Sholem Aleichem Folk Institute/Workman Circle Shuln

The Yiddish schools in America were always supplemental schools, meeting several times a week after public schools. This was a major difference between the Yiddish schools in Poland which were, if chosen by the parents, the primary day school of the child, and the Yiddish schools in America which never developed a single Yiddish day school. One graduated the folkshul, the equivalent of sixth grade, at age 12, then proceeded to mitlshul, middle school, for several years once or twice a week, and then went on to a upper level Seminary.

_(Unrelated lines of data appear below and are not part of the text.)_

//! ECDSA key management
//!
//! Provides key pair generation, recoverable signing, and address
//! derivation using the secp256k1 elliptic curve.

use rand::rngs::OsRng;
use ripemd::{Digest, Ripemd160};
use secp256k1::ecdsa::RecoverableSignature;
use secp256k1::{Message, PublicKey, Secp256k1, SecretKey};
use serde::de::Error as DeError;
use serde::{Deserialize, Deserializer, Serialize, Serializer};
use std::fmt;
use std::str::FromStr;
use thiserror::Error;

use super::hash::sha256;
use super::signature::Signature;

/// Errors that can occur during key operations
#[derive(Error, Debug)]
pub enum KeyError {
    #[error("Invalid private key")]
    InvalidPrivateKey,
    #[error("Invalid public key")]
    InvalidPublicKey,
    #[error("Invalid address: {0}")]
    InvalidAddress(String),
    #[error("Malformed signature: {0}")]
    MalformedSignature(String),
    #[error("Signature recovery failed")]
    RecoveryFailed,
    #[error("Secp256k1 error: {0}")]
    Secp256k1Error(#[from] secp256k1::Error),
}

/// A 20-byte signer or wallet identity.
///
/// Derived from a public key as `RIPEMD160(SHA256(compressed_pubkey))`.
/// The canonical textual form is lower-case hex without a prefix; parsing
/// accepts either case but always canonicalizes to lower-case, so two
/// spellings of the same address compare and hash identically.
#[derive(Clone, Copy, Debug, PartialEq, Eq, Hash, PartialOrd, Ord)]
pub struct Address([u8; 20]);

impl Address {
    /// Construct from raw bytes
    pub fn from_bytes(bytes: [u8; 20]) -> Self {
        Self(bytes)
    }

    /// Derive an address from a public key
    pub fn from_public_key(public_key: &PublicKey) -> Self {
        let sha = sha256(&public_key.serialize());
        let mut ripemd = Ripemd160::new();
        ripemd.update(sha);
        Self(ripemd.finalize().into())
    }

    /// Raw 20-byte form
    pub fn as_bytes(&self) -> &[u8; 20] {
        &self.0
    }

    /// Canonical textual form: 40 lower-case hex characters
    pub fn to_hex(&self) -> String {
        hex::encode(self.0)
    }
}

impl fmt::Display for Address {
    fn fmt(&self, f: &mut fmt::Formatter<'_>) -> fmt::Result {
        write!(f, "{}", self.to_hex())
    }
}

impl FromStr for Address {
    type Err = KeyError;

    fn from_str(s: &str) -> Result<Self, Self::Err> {
        let bytes = hex::decode(s).map_err(|_| KeyError::InvalidAddress(s.to_string()))?;
        let bytes: [u8; 20] = bytes
            .try_into()
            .map_err(|_| KeyError::InvalidAddress(s.to_string()))?;
        Ok(Self(bytes))
    }
}

impl Serialize for Address {
    fn serialize<S: Serializer>(&self, serializer: S) -> Result<S::Ok, S::Error> {
        serializer.serialize_str(&self.to_hex())
    }
}

impl<'de> Deserialize<'de> for Address {
    fn deserialize<D: Deserializer<'de>>(deserializer: D) -> Result<Self, D::Error> {
        let s = String::deserialize(deserializer)?;
        s.parse().map_err(D::Error::custom)
    }
}

/// A key pair consisting of a private key and its corresponding public key
#[derive(Clone)]
pub struct KeyPair {
    pub secret_key: SecretKey,
    pub public_key: PublicKey,
}

impl KeyPair {
    /// Generate a new random key pair
    pub fn generate() -> Self {
        let secp = Secp256k1::new();
        let (secret_key, public_key) = secp.generate_keypair(&mut OsRng);
        Self {
            secret_key,
            public_key,
        }
    }

    /// Create a key pair from an existing secret key
    pub fn from_secret_key(secret_key: SecretKey) -> Self {
        let secp = Secp256k1::new();
        let public_key = PublicKey::from_secret_key(&secp, &secret_key);
        Self {
            secret_key,
            public_key,
        }
    }

    /// Create a key pair from a hex-encoded private key
    pub fn from_private_key_hex(hex_key: &str) -> Result<Self, KeyError> {
        let bytes = hex::decode(hex_key).map_err(|_| KeyError::InvalidPrivateKey)?;
        let secret_key = SecretKey::from_slice(&bytes).map_err(|_| KeyError::InvalidPrivateKey)?;
        Ok(Self::from_secret_key(secret_key))
    }

    /// Get the private key as a hex string
    pub fn private_key_hex(&self) -> String {
        hex::encode(self.secret_key.secret_bytes())
    }

    /// Get the public key as a hex string (compressed format)
    pub fn public_key_hex(&self) -> String {
        hex::encode(self.public_key.serialize())
    }

    /// Derive the signer address for this key pair
    pub fn address(&self) -> Address {
        Address::from_public_key(&self.public_key)
    }

    /// Sign a 32-byte operation hash, producing a recoverable signature
    pub fn sign_recoverable(&self, message_hash: &[u8]) -> Result<Signature, KeyError> {
        let secp = Secp256k1::new();
        let message = Message::from_digest_slice(message_hash)?;
        let sig = secp.sign_ecdsa_recoverable(&message, &self.secret_key);
        Ok(Signature::from_recoverable(&sig))
    }
}

/// Parse a public key from a hex string
pub fn public_key_from_hex(hex_key: &str) -> Result<PublicKey, KeyError> {
    let bytes = hex::decode(hex_key).map_err(|_| KeyError::InvalidPublicKey)?;
    PublicKey::from_slice(&bytes).map_err(|_| KeyError::InvalidPublicKey)
}

/// Recover the signer's public key from a hash and a recoverable signature
pub fn recover_public_key(
    message_hash: &[u8],
    signature: &RecoverableSignature,
) -> Result<PublicKey, KeyError> {
    let secp = Secp256k1::new();
    let message = Message::from_digest_slice(message_hash)?;
    secp.recover_ecdsa(&message, signature)
        .map_err(|_| KeyError::RecoveryFailed)
}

On the political spectrum of the Yiddish cultural world in the 1920s and 1930s, the Sholem Aleichem Folk Institute and its schools, and the Yiddish camp, Camp Boiberik, were more to the right, with less emphasis on socialism and more stress on the humanistic values that can be learned from traditional Judaism and applied to the modern Jewish experience. Founded in 1918, the Institute lasted until the 1970s, and was a national movement which attained its greatest support in the 1930s.
The Workman's Circle [Arbeter-Ring] was a socialist fraternal organization founded in 1900 which still exists today. Its secular school system began soon after the Sholem Aleichem Folk shuln. In the late 1920s, many, if not most, of the shuln broke off and eventually formed the leftist Arbeter Ordn Shuln. Yet the Workman Circle survived the division and became the largest of the shuln networks. Their socialist agenda faded in the 1950s, and they, like the Sholem Aleichem schools, stressed the postive aspects of Yiddish language and culture.